### What needs to be done
Give back every record exactly as it reads.

····················

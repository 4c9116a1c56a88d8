//! Message channel abstractions.
//!
//! A [`MessageChannel`] is one live, bidirectional transport connection to a
//! remote node. Channels are created and owned by a [`MessageChannelService`];
//! connection setups only hold a handle to their current channel.

use crate::contact_point::NetworkContactPoint;
use crate::error::SessionError;
use async_trait::async_trait;
use overlay_wire::{BlockSender, Frame, MessageBlock, ProtocolError};
use std::fmt;
use std::io;
use std::sync::Arc;
use tokio::sync::mpsc;

/// Health of a message channel
#[derive(Debug, Clone, Copy, PartialEq, Eq)]
pub enum MessageChannelState {
    /// Handshake completed, channel usable
    Established,
    /// Closed by either side in an orderly way
    Closed,
    /// Closed because of a transport or protocol failure
    MarkedAsBroken,
}

impl fmt::Display for MessageChannelState {
    fn fmt(&self, f: &mut fmt::Formatter<'_>) -> fmt::Result {
        match self {
            MessageChannelState::Established => write!(f, "ESTABLISHED"),
            MessageChannelState::Closed => write!(f, "CLOSED"),
            MessageChannelState::MarkedAsBroken => write!(f, "MARKED_AS_BROKEN"),
        }
    }
}

/// A live transport channel to a remote node
#[async_trait]
pub trait MessageChannel: Send + Sync + fmt::Debug {
    /// Locally unique channel identifier
    fn channel_id(&self) -> &str;

    /// Node id announced by the remote side during the handshake
    fn remote_node_id(&self) -> &str;

    /// Current channel health
    fn state(&self) -> MessageChannelState;

    /// Whether the channel was closed because the remote side closed it first
    fn is_closed_because_remote_closed(&self) -> bool;

    /// Send one block on a logical sub-channel
    async fn send_block(&self, channel_id: u64, block: MessageBlock) -> Result<(), SessionError>;

    /// Close the channel, sending a goodbye if still possible
    async fn close(&self);

    /// Take the receiver of inbound frames. Returns `None` after the first call.
    fn take_incoming(&self) -> Option<mpsc::UnboundedReceiver<Frame>>;
}

/// Shared handle to a message channel
pub type ChannelHandle = Arc<dyn MessageChannel>;

/// Callbacks about channels created through a [`MessageChannelService`]
pub trait MessageChannelLifecycleListener: Send + Sync {
    /// An outgoing channel completed its handshake
    fn on_outgoing_channel_established(&self, _channel: &ChannelHandle) {}

    /// An outgoing channel was closed or broke down
    fn on_outgoing_channel_terminated(&self, channel: &ChannelHandle);
}

/// Creates and closes message channels
#[async_trait]
pub trait MessageChannelService: Send + Sync {
    /// Establish a channel to the given contact point, including the handshake
    async fn connect(
        &self,
        contact_point: &NetworkContactPoint,
    ) -> Result<ChannelHandle, SessionError>;

    /// Close a channel that was created by [`MessageChannelService::connect`]
    async fn close_outgoing_channel(&self, channel: ChannelHandle);

    /// Register for channel lifecycle callbacks
    fn add_lifecycle_listener(&self, listener: Arc<dyn MessageChannelLifecycleListener>);
}

/// Sends blocks on one logical sub-channel of a message channel, so chunked
/// uploads can write directly to a connection.
#[derive(Debug, Clone)]
pub struct ChannelBlockSender {
    channel: ChannelHandle,
    channel_id: u64,
}

impl ChannelBlockSender {
    /// Create a sender for `channel_id` on `channel`
    pub fn new(channel: ChannelHandle, channel_id: u64) -> Self {
        Self {
            channel,
            channel_id,
        }
    }
}

#[async_trait]
impl BlockSender for ChannelBlockSender {
    async fn send_block(&self, block: MessageBlock) -> Result<(), ProtocolError> {
        self.channel
            .send_block(self.channel_id, block)
            .await
            .map_err(|e| match e {
                SessionError::Protocol(inner) => inner,
                SessionError::Io(inner) => ProtocolError::Io(inner),
                other => ProtocolError::Io(io::Error::new(
                    io::ErrorKind::BrokenPipe,
                    other.to_string(),
                )),
            })
    }
}


#[cfg(test)]
mod tests {
    use super::mock::MockChannel;
    use super::*;
    use overlay_wire::{ChunkedUpload, MessageType};

    #[tokio::test]
    async fn test_chunked_upload_through_channel() {
        let mock = Arc::new(MockChannel::new("c1"));
        let channel: ChannelHandle = mock.clone();
        let sender = ChannelBlockSender::new(channel, 7);

        let data: Vec<u8> = (0..10u8).collect();
        let upload = ChunkedUpload::new(&data[..], data.len() as u64, MessageType::FileContent)
            .with_chunk_size(4);
        let blocks = upload.send_all(&sender).await.unwrap();
        assert_eq!(blocks, 3);

        let sent = mock.sent.lock().unwrap();
        assert!(sent.iter().all(|(id, _)| *id == 7));
        let joined: Vec<u8> = sent.iter().flat_map(|(_, b)| b.data().to_vec()).collect();
        assert_eq!(joined, data);
    }

    #[tokio::test]
    async fn test_send_on_closed_channel_maps_to_io_error() {
        let mock = Arc::new(MockChannel::new("c2"));
        mock.close().await;
        let sender = ChannelBlockSender::new(mock, 0);
        let err = sender
            .send_block(MessageBlock::empty(MessageType::Test))
            .await
            .unwrap_err();
        assert!(err.is_io());
    }
}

····················

### Expected answer
repository 4c9116a1c56a88d8
//! Message channel abstractions.
//!
//! A [`MessageChannel`] is one live, bidirectional transport connection to a
//! remote node. Channels are created and owned by a [`MessageChannelService`];
//! connection setups only hold a handle to their current channel.

use crate::contact_point::NetworkContactPoint;
use crate::error::SessionError;
use async_trait::async_trait;
use overlay_wire::{BlockSender, Frame, MessageBlock, ProtocolError};
use std::fmt;
use std::io;
use std::sync::Arc;
use tokio::sync::mpsc;

/// Health of a message channel
#[derive(Debug, Clone, Copy, PartialEq, Eq)]
pub enum MessageChannelState {
    /// Handshake completed, channel usable
    Established,
    /// Closed by either side in an orderly way
    Closed,
    /// Closed because of a transport or protocol failure
    MarkedAsBroken,
}

impl fmt::Display for MessageChannelState {
    fn fmt(&self, f: &mut fmt::Formatter<'_>) -> fmt::Result {
        match self {
            MessageChannelState::Established => write!(f, "ESTABLISHED"),
            MessageChannelState::Closed => write!(f, "CLOSED"),
            MessageChannelState::MarkedAsBroken => write!(f, "MARKED_AS_BROKEN"),
        }
    }
}

/// A live transport channel to a remote node
#[async_trait]
pub trait MessageChannel: Send + Sync + fmt::Debug {
    /// Locally unique channel identifier
    fn channel_id(&self) -> &str;

    /// Node id announced by the remote side during the handshake
    fn remote_node_id(&self) -> &str;

    /// Current channel health
    fn state(&self) -> MessageChannelState;

    /// Whether the channel was closed because the remote side closed it first
    fn is_closed_because_remote_closed(&self) -> bool;

    /// Send one block on a logical sub-channel
    async fn send_block(&self, channel_id: u64, block: MessageBlock) -> Result<(), SessionError>;

    /// Close the channel, sending a goodbye if still possible
    async fn close(&self);

    /// Take the receiver of inbound frames. Returns `None` after the first call.
    fn take_incoming(&self) -> Option<mpsc::UnboundedReceiver<Frame>>;
}

/// Shared handle to a message channel
pub type ChannelHandle = Arc<dyn MessageChannel>;

/// Callbacks about channels created through a [`MessageChannelService`]
pub trait MessageChannelLifecycleListener: Send + Sync {
    /// An outgoing channel completed its handshake
    fn on_outgoing_channel_established(&self, _channel: &ChannelHandle) {}

    /// An outgoing channel was closed or broke down
    fn on_outgoing_channel_terminated(&self, channel: &ChannelHandle);
}

/// Creates and closes message channels
#[async_trait]
pub trait MessageChannelService: Send + Sync {
    /// Establish a channel to the given contact point, including the handshake
    async fn connect(
        &self,
        contact_point: &NetworkContactPoint,
    ) -> Result<ChannelHandle, SessionError>;

    /// Close a channel that was created by [`MessageChannelService::connect`]
    async fn close_outgoing_channel(&self, channel: ChannelHandle);

    /// Register for channel lifecycle callbacks
    fn add_lifecycle_listener(&self, listener: Arc<dyn MessageChannelLifecycleListener>);
}

/// Sends blocks on one logical sub-channel of a message channel, so chunked
/// uploads can write directly to a connection.
#[derive(Debug, Clone)]
pub struct ChannelBlockSender {
    channel: ChannelHandle,
    channel_id: u64,
}

impl ChannelBlockSender {
    /// Create a sender for `channel_id` on `channel`
    pub fn new(channel: ChannelHandle, channel_id: u64) -> Self {
        Self {
            channel,
            channel_id,
        }
    }
}

#[async_trait]
impl BlockSender for ChannelBlockSender {
    async fn send_block(&self, block: MessageBlock) -> Result<(), ProtocolError> {
        self.channel
            .send_block(self.channel_id, block)
            .await
            .map_err(|e| match e {
                SessionError::Protocol(inner) => inner,
                SessionError::Io(inner) => ProtocolError::Io(inner),
                other => ProtocolError::Io(io::Error::new(
                    io::ErrorKind::BrokenPipe,
                    other.to_string(),
                )),
            })
    }
}


#[cfg(test)]
mod tests {
    use super::mock::MockChannel;
    use super::*;
    use overlay_wire::{ChunkedUpload, MessageType};

    #[tokio::test]
    async fn test_chunked_upload_through_channel() {
        let mock = Arc::new(MockChannel::new("c1"));
        let channel: ChannelHandle = mock.clone();
        let sender = ChannelBlockSender::new(channel, 7);

        let data: Vec<u8> = (0..10u8).collect();
        let upload = ChunkedUpload::new(&data[..], data.len() as u64, MessageType::FileContent)
            .with_chunk_size(4);
        let blocks = upload.send_all(&sender).await.unwrap();
        assert_eq!(blocks, 3);

        let sent = mock.sent.lock().unwrap();
        assert!(sent.iter().all(|(id, _)| *id == 7));
        let joined: Vec<u8> = sent.iter().flat_map(|(_, b)| b.data().to_vec()).collect();
        assert_eq!(joined, data);
    }

    #[tokio::test]
    async fn test_send_on_closed_channel_maps_to_io_error() {
        let mock = Arc::new(MockChannel::new("c2"));
        mock.close().await;
        let sender = ChannelBlockSender::new(mock, 0);
        let err = sender
            .send_block(MessageBlock::empty(MessageType::Test))
            .await
            .unwrap_err();
        assert!(err.is_io());
    }
}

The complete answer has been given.